TASK INSTRUCTIONS: Check every line of the data and copy the ones where "PathBuf" appears.

──────── SUPPLIED INFORMATION ────────

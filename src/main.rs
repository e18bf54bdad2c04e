use std::path::PathBuf;

use anyhow::{Context, Result};
use frontier_select::replay::{run_scenario, Scenario};
use tracing::debug;
use tracing_subscriber::EnvFilter;

fn main() -> Result<()> {
    let Some(path) = std::env::args().nth(1).map(PathBuf::from) else {
        eprintln!("usage: select-replay <scenario.yaml>");
        std::process::exit(2);
    };

    let subscriber_result = tracing_subscriber::fmt()
        .with_env_filter(
            EnvFilter::try_from_default_env().unwrap_or_else(|_| EnvFilter::new("info")),
        )
        .with_target(false)
        .with_writer(std::io::stderr)
        .try_init();
    if subscriber_result.is_err() {
        // tracing was already initialised; continue silently
    }

    let mut scenario = Scenario::load(&path)
        .with_context(|| format!("failed to load scenario {}", path.display()))?;
    let preferences = scenario
        .resolve_preferences()
        .context("failed to load preferences")?;
    debug!(?preferences, "replaying with preferences");

    let rt = tokio::runtime::Builder::new_current_thread()
        .enable_all()
        .build()
        .context("failed to build tokio runtime")?;

    let entries = rt
        .block_on(run_scenario(&scenario))
        .context("scenario replay failed")?;

    for entry in entries {
        println!("{}", serde_json::to_string(&entry)?);
    }
    Ok(())
}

────────

SOLUTION FOR THIS EXERCISE:
use std::path::PathBuf;
    let Some(path) = std::env::args().nth(1).map(PathBuf::from) else {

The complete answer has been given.